Stored data entries:
'''

//! # Tools and the tool registry
//!
//! The model can pause a round and ask for a tool by name. This module defines what a
//! tool is, how its schema is advertised to the model, and how a name is resolved to
//! a handler at dispatch time.
//!
//! ## Concepts
//!
//! 1. **Tool** - name, description, JSON Schema for its input, and an async handler.
//! 2. **ToolRegistry** - the name → handler map the orchestration loop dispatches
//!    through. Adding a tool never touches the loop.
//! 3. **Knowledge-base tools** - [`query_db`] and [`fetch_metadata`] carry the
//!    production names, descriptions and schemas; the search backends behind them are
//!    supplied by the caller as handlers.
//!
//! ## Schema notation
//!
//! Schemas may be written in a short form and are normalized to JSON Schema:
//!
//! - **Simple notation**: `{"query": "string"}`
//! - **Typed schema**: `{"limit": {"type": "integer", "optional": true}}`
//! - **Full JSON Schema**: passed through unchanged
//!
//! ## Example
//!
//! ```rust,no_run
//! use kb_chat::{ToolRegistry, query_db, tool};
//! use serde_json::json;
//!
//! let registry = ToolRegistry::new()
//!     .with(query_db(|args| async move {
//!         let query = args["query"].as_str().unwrap_or_default().to_string();
//!         Ok(json!({"results": [], "query": query}))
//!     }))
//!     .with(tool("today", "Return today's date").build(|_| async move {
//!         Ok(json!({"date": "2026-10-16"}))
//!     }));
//!
//! assert!(registry.get("query_db").is_some());
//! ```

use crate::Result;
use serde_json::Value;
use std::collections::HashMap;
use std::future::Future;
use std::pin::Pin;
use std::sync::Arc;
use thiserror::Error;

/// Type alias for tool handler functions.
///
/// ```text
/// Arc<                                      // shared by the registry and clones
///   dyn Fn(Value)                           // JSON arguments in
///     -> Pin<Box<
///       dyn Future<Output = Result<Value>>  // JSON payload out
///         + Send>>
///     + Send + Sync>
/// ```
pub type ToolHandler =
    Arc<dyn Fn(Value) -> Pin<Box<dyn Future<Output = Result<Value>> + Send>> + Send + Sync>;

/// A tool the model may call.
///
/// Cloning is cheap: the handler is behind an [`Arc`].
#[derive(Clone)]
pub struct Tool {
    /// Name the model uses to request the tool, e.g. `query_db`
    name: String,

    /// Sent to the model; drives when it chooses the tool
    description: String,

    /// JSON Schema (`type: object`) describing the arguments
    input_schema: Value,

    handler: ToolHandler,
}

impl Tool {
    /// Create a new tool.
    ///
    /// `input_schema` accepts simple notation, typed property schemas, or full JSON
    /// Schema (see the module docs).
    ///
    /// ```rust,no_run
    /// use kb_chat::Tool;
    /// use serde_json::json;
    ///
    /// let lookup = Tool::new(
    ///     "lookup_course",
    ///     "Look up a course by its code",
    ///     json!({"code": "string"}),
    ///     |args| async move {
    ///         Ok(json!({"code": args["code"], "title": "Intro to Rust"}))
    ///     },
    /// );
    /// ```
    pub fn new<F, Fut>(
        name: impl Into<String>,
        description: impl Into<String>,
        input_schema: Value,
        handler: F,
    ) -> Self
    where
        F: Fn(Value) -> Fut + Send + Sync + 'static,
        Fut: Future<Output = Result<Value>> + Send + 'static,
    {
        Self {
            name: name.into(),
            description: description.into(),
            input_schema: normalize_schema(input_schema),
            handler: Arc::new(move |args| Box::pin(handler(args))),
        }
    }

    /// Run the handler
    pub async fn execute(&self, arguments: Value) -> Result<Value> {
        (self.handler)(arguments).await
    }

    /// The tool in the provider's request format:
    /// `{"name", "description", "input_schema"}`
    pub fn to_schema(&self) -> Value {
        serde_json::json!({
            "name": self.name,
            "description": self.description,
            "input_schema": self.input_schema
        })
    }

    pub fn name(&self) -> &str {
        &self.name
    }

    pub fn description(&self) -> &str {
        &self.description
    }

    pub fn input_schema(&self) -> &Value {
        &self.input_schema
    }
}

impl std::fmt::Debug for Tool {
    fn fmt(&self, f: &mut std::fmt::Formatter<'_>) -> std::fmt::Result {
        f.debug_struct("Tool")
            .field("name", &self.name)
            .field("description", &self.description)
            .field("input_schema", &self.input_schema)
            .finish()
    }
}

/// Why a tool invocation produced no payload.
///
/// Both variants are reported back to the model in-band as an error tool result.
#[derive(Error, Debug)]
pub enum ToolError {
    /// No tool with that name is registered
    #[error("Unknown tool '{0}'")]
    UnknownTool(String),

    /// The handler ran and failed
    #[error("Tool '{name}' failed: {message}")]
    Failed { name: String, message: String },
}

impl ToolError {
    /// The payload sent back to the model for this failure
    pub fn to_payload(&self) -> Value {
        serde_json::json!({ "error": self.to_string() })
    }
}

/// Name → handler map used for dispatch.
#[derive(Clone, Default)]
pub struct ToolRegistry {
    tools: HashMap<String, Arc<Tool>>,

    /// Registration order, so schemas are sent in a stable order
    order: Vec<String>,
}

impl ToolRegistry {
    pub fn new() -> Self {
        Self::default()
    }

    /// Register a tool, replacing any tool with the same name
    pub fn register(&mut self, tool: Tool) {
        let name = tool.name().to_string();
        if self.tools.insert(name.clone(), Arc::new(tool)).is_some() {
            log::warn!("Tool '{}' registered twice; keeping the latest", name);
        } else {
            self.order.push(name);
        }
    }

    /// Builder-style [`register`](Self::register)
    pub fn with(mut self, tool: Tool) -> Self {
        self.register(tool);
        self
    }

    pub fn get(&self, name: &str) -> Option<&Tool> {
        self.tools.get(name).map(Arc::as_ref)
    }

    pub fn len(&self) -> usize {
        self.order.len()
    }

    pub fn is_empty(&self) -> bool {
        self.order.is_empty()
    }

    /// Tool schemas for the request, in registration order
    pub fn schemas(&self) -> Vec<Value> {
        self.order
            .iter()
            .filter_map(|name| self.tools.get(name))
            .map(|tool| tool.to_schema())
            .collect()
    }

    /// Look up `name` and run it with `arguments`.
    pub async fn invoke(&self, name: &str, arguments: Value) -> std::result::Result<Value, ToolError> {
        let tool = self
            .tools
            .get(name)
            .ok_or_else(|| ToolError::UnknownTool(name.to_string()))?;

        tool.execute(arguments).await.map_err(|e| ToolError::Failed {
            name: name.to_string(),
            message: e.to_string(),
        })
    }
}

impl std::fmt::Debug for ToolRegistry {
    fn fmt(&self, f: &mut std::fmt::Formatter<'_>) -> std::fmt::Result {
        f.debug_struct("ToolRegistry")
            .field("tools", &self.order)
            .finish()
    }
}

/// `query_db`: free-text query against the knowledge base's vector index.
pub fn query_db<F, Fut>(handler: F) -> Tool
where
    F: Fn(Value) -> Fut + Send + Sync + 'static,
    Fut: Future<Output = Result<Value>> + Send + 'static,
{
    Tool::new(
        "query_db",
        "Query a vector database for any information in your knowledge base. \
         Try to use specific key words when possible.",
        serde_json::json!({
            "query": {
                "type": "string",
                "description": "The query you want to make to the vector database."
            }
        }),
        handler,
    )
}

/// `fetch_metadata`: key-filtered lookup in the knowledge bucket's metadata file.
pub fn fetch_metadata<F, Fut>(handler: F) -> Tool
where
    F: Fn(Value) -> Fut + Send + Sync + 'static,
    Fut: Future<Output = Result<Value>> + Send + 'static,
{
    Tool::new(
        "fetch_metadata",
        "Retrieve metadata information from metadata.txt in the same knowledge bucket.",
        serde_json::json!({
            "filter_key": {
                "type": "string",
                "description": "Filter metadata by a specific key."
            }
        }),
        handler,
    )
}

/// Normalize short-form schemas to a JSON Schema object.
///
/// Required-ness of typed properties, in priority order: explicit `required: true`,
/// then `optional: true` / `required: false`, then presence of `default`, else required.
fn normalize_schema(schema: Value) -> Value {
    let Value::Object(obj) = schema else {
        return serde_json::json!({
            "type": "object",
            "properties": {},
            "required": []
        });
    };

    if obj.contains_key("type") && obj.contains_key("properties") {
        return Value::Object(obj);
    }

    let mut properties = serde_json::Map::new();
    let mut required = Vec::new();

    for (param_name, param_type) in obj {
        match param_type {
            Value::String(type_str) => {
                properties.insert(param_name.clone(), type_to_json_schema(&type_str));
                required.push(param_name);
            }
            Value::Object(mut prop) => {
                let is_optional = prop
                    .remove("optional")
                    .and_then(|v| v.as_bool())
                    .unwrap_or(false);
                let is_required = prop.remove("required").and_then(|v| v.as_bool());
                let has_default = prop.contains_key("default");

                properties.insert(param_name.clone(), Value::Object(prop));

                match is_required {
                    Some(true) => required.push(param_name),
                    Some(false) => {}
                    None if is_optional || has_default => {}
                    None => required.push(param_name),
                }
            }
            other => {
                log::warn!(
                    "Ignoring schema entry '{}' with unsupported shape: {}",
                    param_name,
                    other
                );
            }
        }
    }

    serde_json::json!({
        "type": "object",
        "properties": properties,
        "required": required
    })
}

fn type_to_json_schema(type_str: &str) -> Value {
    let json_type = match type_str {
        "string" | "str" => "string",
        "integer" | "int" | "i32" | "i64" | "u32" | "u64" => "integer",
        "number" | "float" | "f32" | "f64" => "number",
        "boolean" | "bool" => "boolean",
        "array" | "list" | "vec" => "array",
        "object" | "dict" | "map" => "object",
        // Unknown names fall back to string
        _ => "string",
    };

    serde_json::json!({ "type": json_type })
}

/// Builder for [`Tool`] with simple parameter notation.
pub struct ToolBuilder {
    name: String,
    description: String,
    schema: Value,
}

impl ToolBuilder {
    pub fn new(name: impl Into<String>, description: impl Into<String>) -> Self {
        Self {
            name: name.into(),
            description: description.into(),
            schema: serde_json::json!({}),
        }
    }

    /// Replace the schema entirely
    pub fn schema(mut self, schema: Value) -> Self {
        self.schema = schema;
        self
    }

    /// Add a required parameter in simple notation
    pub fn param(mut self, name: &str, type_str: &str) -> Self {
        if !self.schema.is_object() {
            self.schema = serde_json::json!({});
        }
        if let Some(obj) = self.schema.as_object_mut() {
            obj.insert(name.to_string(), Value::String(type_str.to_string()));
        }
        self
    }

    pub fn build<F, Fut>(self, handler: F) -> Tool
    where
        F: Fn(Value) -> Fut + Send + Sync + 'static,
        Fut: Future<Output = Result<Value>> + Send + 'static,
    {
        Tool::new(self.name, self.description, self.schema, handler)
    }
}

/// Start building a tool
pub fn tool(name: impl Into<String>, description: impl Into<String>) -> ToolBuilder {
    ToolBuilder::new(name, description)
}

'''

Write out word for word only the lines from the start of the entries down to the line with "an async handler.", please, including both ends.

Answer box:
//! # Tools and the tool registry
//!
//! The model can pause a round and ask for a tool by name. This module defines what a
//! tool is, how its schema is advertised to the model, and how a name is resolved to
//! a handler at dispatch time.
//!
//! ## Concepts
//!
//! 1. **Tool** - name, description, JSON Schema for its input, and an async handler.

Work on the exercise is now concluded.